## TASK DESCRIPTION:
Return every line of the entries that includes the word "WorkerGuard".

## GIVEN DATA:
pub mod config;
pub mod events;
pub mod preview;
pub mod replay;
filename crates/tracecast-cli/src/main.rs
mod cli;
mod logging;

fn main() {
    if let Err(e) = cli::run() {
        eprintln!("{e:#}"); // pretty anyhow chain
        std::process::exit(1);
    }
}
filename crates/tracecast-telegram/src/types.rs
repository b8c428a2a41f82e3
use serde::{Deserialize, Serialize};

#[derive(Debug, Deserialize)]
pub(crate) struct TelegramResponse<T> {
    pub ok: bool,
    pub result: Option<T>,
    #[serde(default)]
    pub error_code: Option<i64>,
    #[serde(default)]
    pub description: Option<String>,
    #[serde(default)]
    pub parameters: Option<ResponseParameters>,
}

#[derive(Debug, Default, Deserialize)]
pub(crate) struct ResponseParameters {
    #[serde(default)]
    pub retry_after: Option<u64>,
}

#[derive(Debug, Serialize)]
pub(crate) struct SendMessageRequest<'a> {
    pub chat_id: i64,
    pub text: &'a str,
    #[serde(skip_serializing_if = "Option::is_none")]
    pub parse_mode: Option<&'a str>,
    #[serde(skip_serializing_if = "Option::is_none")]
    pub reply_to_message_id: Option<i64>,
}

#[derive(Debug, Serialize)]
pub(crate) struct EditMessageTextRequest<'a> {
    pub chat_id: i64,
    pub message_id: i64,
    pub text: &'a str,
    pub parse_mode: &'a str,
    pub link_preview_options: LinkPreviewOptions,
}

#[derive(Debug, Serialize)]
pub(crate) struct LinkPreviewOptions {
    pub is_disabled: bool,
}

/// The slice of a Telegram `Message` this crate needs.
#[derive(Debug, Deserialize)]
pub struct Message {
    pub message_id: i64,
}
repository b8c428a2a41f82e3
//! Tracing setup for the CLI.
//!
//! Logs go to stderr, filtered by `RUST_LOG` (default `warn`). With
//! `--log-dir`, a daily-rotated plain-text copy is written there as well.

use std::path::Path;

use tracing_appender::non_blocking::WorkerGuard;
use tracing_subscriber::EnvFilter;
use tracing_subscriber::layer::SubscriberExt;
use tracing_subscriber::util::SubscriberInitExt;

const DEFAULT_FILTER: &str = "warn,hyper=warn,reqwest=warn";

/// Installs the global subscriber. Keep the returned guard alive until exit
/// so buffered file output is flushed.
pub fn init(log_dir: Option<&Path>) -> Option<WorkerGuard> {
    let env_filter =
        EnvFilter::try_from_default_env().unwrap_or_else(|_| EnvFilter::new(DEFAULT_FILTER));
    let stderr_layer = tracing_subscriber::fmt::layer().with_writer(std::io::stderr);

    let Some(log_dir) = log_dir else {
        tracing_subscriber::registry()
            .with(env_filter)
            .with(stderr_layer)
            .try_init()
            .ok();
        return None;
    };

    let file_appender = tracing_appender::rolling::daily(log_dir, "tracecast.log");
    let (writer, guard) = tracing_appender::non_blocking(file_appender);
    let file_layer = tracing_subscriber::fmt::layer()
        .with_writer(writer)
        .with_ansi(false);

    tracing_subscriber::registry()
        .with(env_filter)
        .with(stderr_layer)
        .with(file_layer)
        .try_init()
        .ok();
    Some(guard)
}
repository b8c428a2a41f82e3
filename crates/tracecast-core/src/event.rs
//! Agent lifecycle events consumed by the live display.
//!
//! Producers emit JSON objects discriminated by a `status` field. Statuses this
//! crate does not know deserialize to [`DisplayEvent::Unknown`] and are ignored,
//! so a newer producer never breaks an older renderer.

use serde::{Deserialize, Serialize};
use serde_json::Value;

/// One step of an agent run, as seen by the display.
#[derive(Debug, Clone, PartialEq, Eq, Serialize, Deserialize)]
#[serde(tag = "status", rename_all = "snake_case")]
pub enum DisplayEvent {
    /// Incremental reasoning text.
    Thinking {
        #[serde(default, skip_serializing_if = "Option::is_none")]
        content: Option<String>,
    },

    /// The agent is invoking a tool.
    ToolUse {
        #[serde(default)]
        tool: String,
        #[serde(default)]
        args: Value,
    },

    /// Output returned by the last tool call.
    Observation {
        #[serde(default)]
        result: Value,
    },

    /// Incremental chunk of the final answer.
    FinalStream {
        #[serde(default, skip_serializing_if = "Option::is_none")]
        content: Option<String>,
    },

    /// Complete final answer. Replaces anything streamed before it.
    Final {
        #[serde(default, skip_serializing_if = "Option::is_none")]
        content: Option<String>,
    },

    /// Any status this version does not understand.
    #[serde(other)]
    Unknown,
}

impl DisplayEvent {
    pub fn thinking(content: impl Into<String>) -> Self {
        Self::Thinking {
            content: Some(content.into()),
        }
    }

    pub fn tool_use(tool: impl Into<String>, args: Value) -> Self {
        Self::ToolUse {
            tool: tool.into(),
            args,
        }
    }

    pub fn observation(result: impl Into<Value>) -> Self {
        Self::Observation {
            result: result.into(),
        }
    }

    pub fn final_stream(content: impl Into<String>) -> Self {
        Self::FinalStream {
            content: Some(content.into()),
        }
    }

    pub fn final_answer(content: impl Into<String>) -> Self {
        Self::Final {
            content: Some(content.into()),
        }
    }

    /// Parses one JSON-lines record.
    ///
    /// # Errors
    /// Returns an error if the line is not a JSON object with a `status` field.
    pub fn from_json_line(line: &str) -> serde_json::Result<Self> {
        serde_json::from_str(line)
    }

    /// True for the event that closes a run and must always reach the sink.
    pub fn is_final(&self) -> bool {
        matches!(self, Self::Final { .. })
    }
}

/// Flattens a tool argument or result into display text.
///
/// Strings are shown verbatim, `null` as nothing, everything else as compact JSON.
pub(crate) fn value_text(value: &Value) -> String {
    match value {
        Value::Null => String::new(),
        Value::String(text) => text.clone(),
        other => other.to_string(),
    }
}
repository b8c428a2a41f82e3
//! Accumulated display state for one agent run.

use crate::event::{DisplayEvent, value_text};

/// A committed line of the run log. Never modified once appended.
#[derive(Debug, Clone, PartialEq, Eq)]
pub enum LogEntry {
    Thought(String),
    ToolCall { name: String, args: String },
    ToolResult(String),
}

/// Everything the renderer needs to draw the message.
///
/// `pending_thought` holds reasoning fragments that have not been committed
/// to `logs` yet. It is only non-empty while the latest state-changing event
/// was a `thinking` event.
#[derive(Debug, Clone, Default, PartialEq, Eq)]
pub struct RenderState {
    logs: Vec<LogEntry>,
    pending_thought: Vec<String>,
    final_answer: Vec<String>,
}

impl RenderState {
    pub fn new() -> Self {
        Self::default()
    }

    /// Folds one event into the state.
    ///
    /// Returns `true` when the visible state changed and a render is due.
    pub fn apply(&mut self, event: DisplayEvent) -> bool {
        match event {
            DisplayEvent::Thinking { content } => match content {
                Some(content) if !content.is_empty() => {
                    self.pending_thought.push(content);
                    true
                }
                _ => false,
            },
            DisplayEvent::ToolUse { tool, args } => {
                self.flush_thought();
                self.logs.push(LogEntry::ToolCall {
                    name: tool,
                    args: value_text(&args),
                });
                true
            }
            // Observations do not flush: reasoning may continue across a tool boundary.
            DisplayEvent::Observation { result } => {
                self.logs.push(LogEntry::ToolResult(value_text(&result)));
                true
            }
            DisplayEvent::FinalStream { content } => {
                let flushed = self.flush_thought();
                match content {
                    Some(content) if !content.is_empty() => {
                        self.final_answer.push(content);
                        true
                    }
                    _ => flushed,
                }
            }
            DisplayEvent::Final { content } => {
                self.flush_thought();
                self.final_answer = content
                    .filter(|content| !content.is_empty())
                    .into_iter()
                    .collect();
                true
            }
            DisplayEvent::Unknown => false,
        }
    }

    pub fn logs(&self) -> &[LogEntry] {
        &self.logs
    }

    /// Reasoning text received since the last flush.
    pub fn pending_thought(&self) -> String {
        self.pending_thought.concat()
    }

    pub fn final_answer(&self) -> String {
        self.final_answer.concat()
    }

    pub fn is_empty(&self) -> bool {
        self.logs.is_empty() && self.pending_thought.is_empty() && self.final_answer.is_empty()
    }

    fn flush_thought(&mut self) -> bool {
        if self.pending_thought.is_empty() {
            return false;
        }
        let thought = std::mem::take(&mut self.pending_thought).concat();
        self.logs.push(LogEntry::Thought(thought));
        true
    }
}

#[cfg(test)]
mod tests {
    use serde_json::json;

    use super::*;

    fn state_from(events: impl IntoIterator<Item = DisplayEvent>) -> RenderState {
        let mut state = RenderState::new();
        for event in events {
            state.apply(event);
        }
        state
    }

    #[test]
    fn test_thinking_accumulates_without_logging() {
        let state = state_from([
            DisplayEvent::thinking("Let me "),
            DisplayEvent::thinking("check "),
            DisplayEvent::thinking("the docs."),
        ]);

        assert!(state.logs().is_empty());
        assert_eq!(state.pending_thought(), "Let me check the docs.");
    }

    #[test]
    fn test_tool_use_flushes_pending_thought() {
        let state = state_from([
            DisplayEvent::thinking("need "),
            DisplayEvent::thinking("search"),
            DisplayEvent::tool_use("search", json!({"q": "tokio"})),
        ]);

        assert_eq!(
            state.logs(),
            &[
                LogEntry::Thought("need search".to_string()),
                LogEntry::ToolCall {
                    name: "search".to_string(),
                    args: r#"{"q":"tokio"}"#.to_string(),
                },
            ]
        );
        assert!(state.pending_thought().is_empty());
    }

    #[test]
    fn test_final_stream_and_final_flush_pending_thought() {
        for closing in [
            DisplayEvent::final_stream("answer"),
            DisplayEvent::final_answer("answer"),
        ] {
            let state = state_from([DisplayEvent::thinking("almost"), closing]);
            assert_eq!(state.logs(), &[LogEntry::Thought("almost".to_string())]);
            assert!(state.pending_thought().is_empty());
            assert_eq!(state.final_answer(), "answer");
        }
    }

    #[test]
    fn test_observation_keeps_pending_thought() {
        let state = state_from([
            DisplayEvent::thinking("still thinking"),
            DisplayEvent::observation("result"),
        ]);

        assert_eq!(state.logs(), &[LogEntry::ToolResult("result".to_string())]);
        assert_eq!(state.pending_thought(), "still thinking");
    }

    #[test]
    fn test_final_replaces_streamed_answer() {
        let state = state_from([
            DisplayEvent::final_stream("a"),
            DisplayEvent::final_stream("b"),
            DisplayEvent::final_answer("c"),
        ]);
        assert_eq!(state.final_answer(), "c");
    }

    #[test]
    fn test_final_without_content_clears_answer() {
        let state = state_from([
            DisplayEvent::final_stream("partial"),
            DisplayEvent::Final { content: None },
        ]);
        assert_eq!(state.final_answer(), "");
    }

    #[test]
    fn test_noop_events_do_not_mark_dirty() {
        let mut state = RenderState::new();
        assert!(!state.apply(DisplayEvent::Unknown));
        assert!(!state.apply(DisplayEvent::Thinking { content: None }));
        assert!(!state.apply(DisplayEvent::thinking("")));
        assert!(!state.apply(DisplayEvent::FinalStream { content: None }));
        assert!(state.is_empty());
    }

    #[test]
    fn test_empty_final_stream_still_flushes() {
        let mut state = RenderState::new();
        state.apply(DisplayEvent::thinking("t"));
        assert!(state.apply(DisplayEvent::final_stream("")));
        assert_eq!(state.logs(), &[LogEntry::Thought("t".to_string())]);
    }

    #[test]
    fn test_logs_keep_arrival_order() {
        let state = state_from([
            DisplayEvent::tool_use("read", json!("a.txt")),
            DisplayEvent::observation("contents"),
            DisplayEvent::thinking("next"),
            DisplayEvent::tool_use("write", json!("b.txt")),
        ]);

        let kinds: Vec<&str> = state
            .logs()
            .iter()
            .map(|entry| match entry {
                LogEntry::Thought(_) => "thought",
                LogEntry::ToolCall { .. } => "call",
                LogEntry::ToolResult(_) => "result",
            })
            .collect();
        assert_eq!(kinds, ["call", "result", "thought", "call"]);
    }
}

## RESPONSE:
use tracing_appender::non_blocking::WorkerGuard;
pub fn init(log_dir: Option<&Path>) -> Option<WorkerGuard> {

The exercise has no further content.